Undoubtedly, these nuanced and thoughtful suggestions will be shared in public speaking classes until the end of time and their bravery for daring to tell a woman how to speak will surely never be forgotten. (Oh, and happy Women’s History Month, by the way!)
You might be wondering why it’s such a big deal — after all, smiling is nice, we all like smiling — and that may be true. But just like you wouldn't want to be told by some random person on the street that you need to smile on demand, the same can be said for women campaigning for public office. (And, generally, unless you’re an employee at a mall photography studio shooting glossy portraits of toddlers, there is no reason for you to tell another person what to do with their face. None.)
Unfortunately, when we’re talking about a woman running for the highest political office, calling for said woman to “smile” or to adjust her communication styles and tone like this represents something far more insidious than this (admittedly annoying) micro-aggression may lead you to believe. Instead, it may forecast the kind of sexism we'll be seeing should Clinton receive the nomination.
It's all about context.
Historically, women have been valued more for their aesthetics: A happy, sunny disposition and a pretty smile made a woman desirable, woman was supposed to lean more towards "comforting" than commanding. Meanwhile, any behaviors that appeared feminine were viewed with contempt as weaknesses. That context, paired with the criticism that Clinton shouldn’t be shouting (while trying to share a triumphant message at a crowded, bustling campaign rally, mind you), highlights the uncomfortable damned-if-you-do, damned-if-you-don't scenarios that women in power face. They'll receive vitriol whether they choose to step outside archaic gender roles or adhere to them.

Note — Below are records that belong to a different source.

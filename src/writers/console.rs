//! Console writer implementation

use crate::core::{LogLevel, LogMessage, LogSource, LogWriter, Result};
use chrono::Utc;
use colored::Colorize;
use std::io::Write;

/// Default chrono format for the timestamp column
pub const DEFAULT_TIMESTAMP_FORMAT: &str = "%Y-%m-%d %H:%M:%S%.3f";

/// Writes one line per message; `Error` goes to stderr, the rest to stdout.
pub struct ConsoleWriter {
    use_colors: bool,
    timestamp_format: String,
}

impl ConsoleWriter {
    pub fn new() -> Self {
        Self {
            use_colors: true,
            timestamp_format: DEFAULT_TIMESTAMP_FORMAT.to_string(),
        }
    }

    pub fn with_colors(use_colors: bool) -> Self {
        Self {
            use_colors,
            ..Self::new()
        }
    }

    /// Set a strftime-compatible timestamp format
    ///
    /// ```
    /// use rust_logger_facade::writers::ConsoleWriter;
    ///
    /// let writer = ConsoleWriter::new().with_timestamp_format("%H:%M:%S");
    /// ```
    #[must_use]
    pub fn with_timestamp_format(mut self, format: &str) -> Self {
        self.timestamp_format = format.to_string();
        self
    }

    fn format_line(&self, message: &LogMessage, level: LogLevel, source: &LogSource) -> String {
        let level_str = if self.use_colors {
            format!("{:5}", level.to_str())
                .color(level.color_code())
                .to_string()
        } else {
            format!("{:5}", level.to_str())
        };

        format!(
            "[{}] [{}] {} - {}",
            Utc::now().format(&self.timestamp_format),
            level_str,
            source,
            message
        )
    }
}

impl Default for ConsoleWriter {
    fn default() -> Self {
        Self::new()
    }
}

impl LogWriter for ConsoleWriter {
    fn write_message(&self, message: &LogMessage, level: LogLevel, source: &LogSource) {
        let line = self.format_line(message, level, source);

        // A closed pipe is not the logger's concern
        let _ = match level {
            LogLevel::Error => writeln!(std::io::stderr().lock(), "{}", line),
            _ => writeln!(std::io::stdout().lock(), "{}", line),
        };
    }

    fn flush(&self) -> Result<()> {
        std::io::stdout().flush()?;
        std::io::stderr().flush()?;
        Ok(())
    }

    fn name(&self) -> &str {
        "console"
    }
}

#[cfg(test)]
mod tests {
    use super::*;

    #[test]
    fn test_plain_line_layout() {
        let writer = ConsoleWriter::with_colors(false).with_timestamp_format("T");
        let line = writer.format_line(
            &LogMessage::text("ready"),
            LogLevel::Info,
            &LogSource::new("src/main.rs", "app::main", 4, 9),
        );
        assert_eq!(line, "[T] [INFO ] src/main.rs:4:9 app::main - ready");
    }
}
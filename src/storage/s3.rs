//! S3-compatible storage backend using AWS SDK.

use async_trait::async_trait;
use aws_config::BehaviorVersion;
use aws_sdk_s3::Client;
use aws_sdk_s3::error::DisplayErrorContext;
use aws_sdk_s3::primitives::ByteStream;
use aws_sdk_s3::types::ObjectCannedAcl;

use crate::storage::{ObjectAcl, ObjectStore, StorageError, StorageResult};

/// Object store writing into a single S3 bucket.
#[derive(Debug, Clone)]
pub struct S3ObjectStore {
    client: Client,
    bucket: String,
}

impl S3ObjectStore {
    /// Build a client from the default AWS credential chain.
    ///
    /// `endpoint` targets S3-compatible services; `force_path_style` is
    /// required by MinIO and friends.
    pub async fn new(
        bucket: String,
        region: String,
        endpoint: Option<String>,
        force_path_style: bool,
    ) -> Self {
        let shared = aws_config::defaults(BehaviorVersion::latest())
            .region(aws_config::Region::new(region))
            .load()
            .await;

        let mut builder = aws_sdk_s3::config::Builder::from(&shared);
        if let Some(endpoint) = endpoint {
            builder = builder.endpoint_url(endpoint);
        }
        builder = builder.force_path_style(force_path_style);

        log::info!("S3 object store initialized for bucket {bucket}");

        Self {
            client: Client::from_conf(builder.build()),
            bucket,
        }
    }
}

#[async_trait]
impl ObjectStore for S3ObjectStore {
    async fn put_object(
        &self,
        key: &str,
        data: Vec<u8>,
        content_type: &str,
        acl: ObjectAcl,
    ) -> StorageResult<()> {
        let acl = match acl {
            ObjectAcl::Private => ObjectCannedAcl::Private,
            ObjectAcl::PublicRead => ObjectCannedAcl::PublicRead,
        };

        let size = data.len();
        self.client
            .put_object()
            .bucket(&self.bucket)
            .key(key)
            .acl(acl)
            .content_type(content_type)
            .body(ByteStream::from(data))
            .send()
            .await
            .map_err(|e| {
                log::error!(
                    "S3 PUT failed - Bucket: {}, Key: {}, Error: {:?}",
                    self.bucket,
                    key,
                    e
                );
                StorageError::Backend(DisplayErrorContext(&e).to_string())
            })?;

        log::debug!("Stored {size} bytes at s3://{}/{key}", self.bucket);
        Ok(())
    }
}
//! Diesel row types and their conversions to domain entities.

pub mod category;
#[cfg(feature = "server")]
pub mod config;
pub mod product;
pub mod venue;
use actix_web::{HttpResponse, delete, get, post, put, web};
use serde::Deserialize;

use crate::auth::AuthenticatedUser;
use crate::forms::products::{ProductForm, ProductFormPayload};
use crate::models::config::ServerConfig;
use crate::repository::DieselRepository;
use crate::routes::{created, ok};
use crate::services::ServiceError;
use crate::services::products::{
    create_product as create_product_service, delete_product as delete_product_service,
    get_public_product as get_public_product_service,
    get_venue_product as get_venue_product_service,
    list_public_products as list_public_products_service,
    list_venue_products as list_venue_products_service, update_product as update_product_service,
};

#[derive(Deserialize)]
struct PublicProductsQueryParams {
    venueid: Option<String>,
}

fn into_payload(form: ProductForm) -> Result<ProductFormPayload, ServiceError> {
    form.try_into().map_err(|e| {
        log::warn!("Rejected product payload: {e}");
        ServiceError::from(e)
    })
}

#[get("/venue")]
pub async fn list_venue_products(
    user: AuthenticatedUser,
    repo: web::Data<DieselRepository>,
) -> Result<HttpResponse, ServiceError> {
    list_venue_products_service(&user, repo.get_ref()).map(ok)
}

#[post("/venue")]
pub async fn create_product(
    user: AuthenticatedUser,
    repo: web::Data<DieselRepository>,
    server_config: web::Data<ServerConfig>,
    web::Json(form): web::Json<ProductForm>,
) -> Result<HttpResponse, ServiceError> {
    let payload = into_payload(form)?;
    create_product_service(payload, &user, repo.get_ref(), server_config.create_guard).map(created)
}

#[get("/venue/{product_id}")]
pub async fn get_venue_product(
    product_id: web::Path<String>,
    user: AuthenticatedUser,
    repo: web::Data<DieselRepository>,
) -> Result<HttpResponse, ServiceError> {
    get_venue_product_service(&product_id, &user, repo.get_ref()).map(ok)
}

#[put("/venue/{product_id}")]
pub async fn update_product(
    product_id: web::Path<String>,
    user: AuthenticatedUser,
    repo: web::Data<DieselRepository>,
    web::Json(form): web::Json<ProductForm>,
) -> Result<HttpResponse, ServiceError> {
    let payload = into_payload(form)?;
    update_product_service(&product_id, payload, &user, repo.get_ref()).map(ok)
}

#[delete("/venue/{product_id}")]
pub async fn delete_product(
    product_id: web::Path<String>,
    user: AuthenticatedUser,
    repo: web::Data<DieselRepository>,
    server_config: web::Data<ServerConfig>,
) -> Result<HttpResponse, ServiceError> {
    delete_product_service(
        &product_id,
        &user,
        repo.get_ref(),
        server_config.delete_policy,
    )?;
    Ok(ok(product_id.into_inner()))
}

#[get("/")]
pub async fn list_public_products(
    params: web::Query<PublicProductsQueryParams>,
    repo: web::Data<DieselRepository>,
) -> Result<HttpResponse, ServiceError> {
    list_public_products_service(params.venueid.as_deref(), repo.get_ref()).map(ok)
}

#[get("/{product_id}")]
pub async fn get_public_product(
    product_id: web::Path<String>,
    repo: web::Data<DieselRepository>,
) -> Result<HttpResponse, ServiceError> {
    get_public_product_service(&product_id, repo.get_ref()).map(ok)
}
use actix_web::{HttpResponse, get, web};

use crate::forms::categories::CategoriesQuery;
use crate::repository::DieselRepository;
use crate::routes::ok;
use crate::services::ServiceError;
use crate::services::categories::list_categories as list_categories_service;

#[get("/categories")]
pub async fn list_categories(
    params: web::Query<CategoriesQuery>,
    repo: web::Data<DieselRepository>,
) -> Result<HttpResponse, ServiceError> {
    list_categories_service(params.category_type.as_deref(), repo.get_ref()).map(ok)
}
use serde::{Deserialize, Serialize};

use crate::domain::types::{CategoryId, CategoryName, CategoryType};

/// Taxonomy entry seeded outside this service.
#[derive(Debug, Clone, Serialize, Deserialize, PartialEq)]
pub struct Category {
    pub id: CategoryId,
    pub name: CategoryName,
    #[serde(rename = "type")]
    pub category_type: CategoryType,
}
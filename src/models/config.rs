use serde::Deserialize;

use crate::domain::types::{PublicUrl, TypeConstraintError};
use crate::repository::{CreateGuard, DeletePolicy};

/// Configuration options for the products service.
///
/// Loaded from `config/default.yaml`, an optional `config/{APP_ENV}.yaml`
/// and `APP_`-prefixed environment variables, in that order.
#[derive(Clone, Debug, Deserialize)]
pub struct ServerConfig {
    pub address: String,
    pub port: u16,
    /// SQLite database path.
    pub database_url: String,
    /// Shared secret used to verify identity provider tokens (HS256).
    pub jwt_secret: String,
    #[serde(default)]
    pub jwt_issuer: Option<String>,
    #[serde(default)]
    pub jwt_audience: Option<String>,
    /// Bucket receiving uploaded product images.
    pub s3_bucket: String,
    pub s3_region: String,
    /// Custom endpoint for S3-compatible stores.
    #[serde(default)]
    pub s3_endpoint: Option<String>,
    #[serde(default)]
    pub s3_force_path_style: bool,
    /// Base of returned image URLs; defaults to `https://{s3_bucket}`.
    #[serde(default)]
    pub public_base_url: Option<String>,
    #[serde(default)]
    pub create_guard: CreateGuard,
    #[serde(default)]
    pub delete_policy: DeletePolicy,
    /// Browser origins allowed by CORS; empty allows any origin.
    #[serde(default)]
    pub cors_allowed_origins: Vec<String>,
}

impl ServerConfig {
    /// Base URL that storage keys are appended to, without a trailing slash.
    pub fn public_base_url(&self) -> String {
        match &self.public_base_url {
            Some(url) => url.trim_end_matches('/').to_string(),
            None => format!("https://{}", self.s3_bucket),
        }
    }

    /// Reject settings that would otherwise only fail once a request uses them.
    pub fn validate(&self) -> Result<(), TypeConstraintError> {
        PublicUrl::new(self.public_base_url())?;
        Ok(())
    }
}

Meanwhile, their male counterparts who #brand themselves on blustery, no-nonsense, no-frills outsider rhetoric (e.g. Donald Trump or Bernie Sanders) are often celebrated as brave, strong and, of course, presidential because of it. Clinton herself has already spoken out about this double-standard on many occasions during this election cycle, offering a particularly quotable moment in October when she said "when women talk, some people think we're shouting."
Ultimately, the anger over these kinds of comments comes down to two major issues: (1) Men feeling entitled to tell women how they should communicate in ways they'd never do with men, and (2) female leaders being discouraged from accessing the same range of human emotions that we celebrate in men. In this case, calling for Clinton’s message (benign as it was) to somehow be made more palatable or less angry — either by adjusting the volume or the way her face looks — is not that far a cry from telling her to “shut up and look pretty.”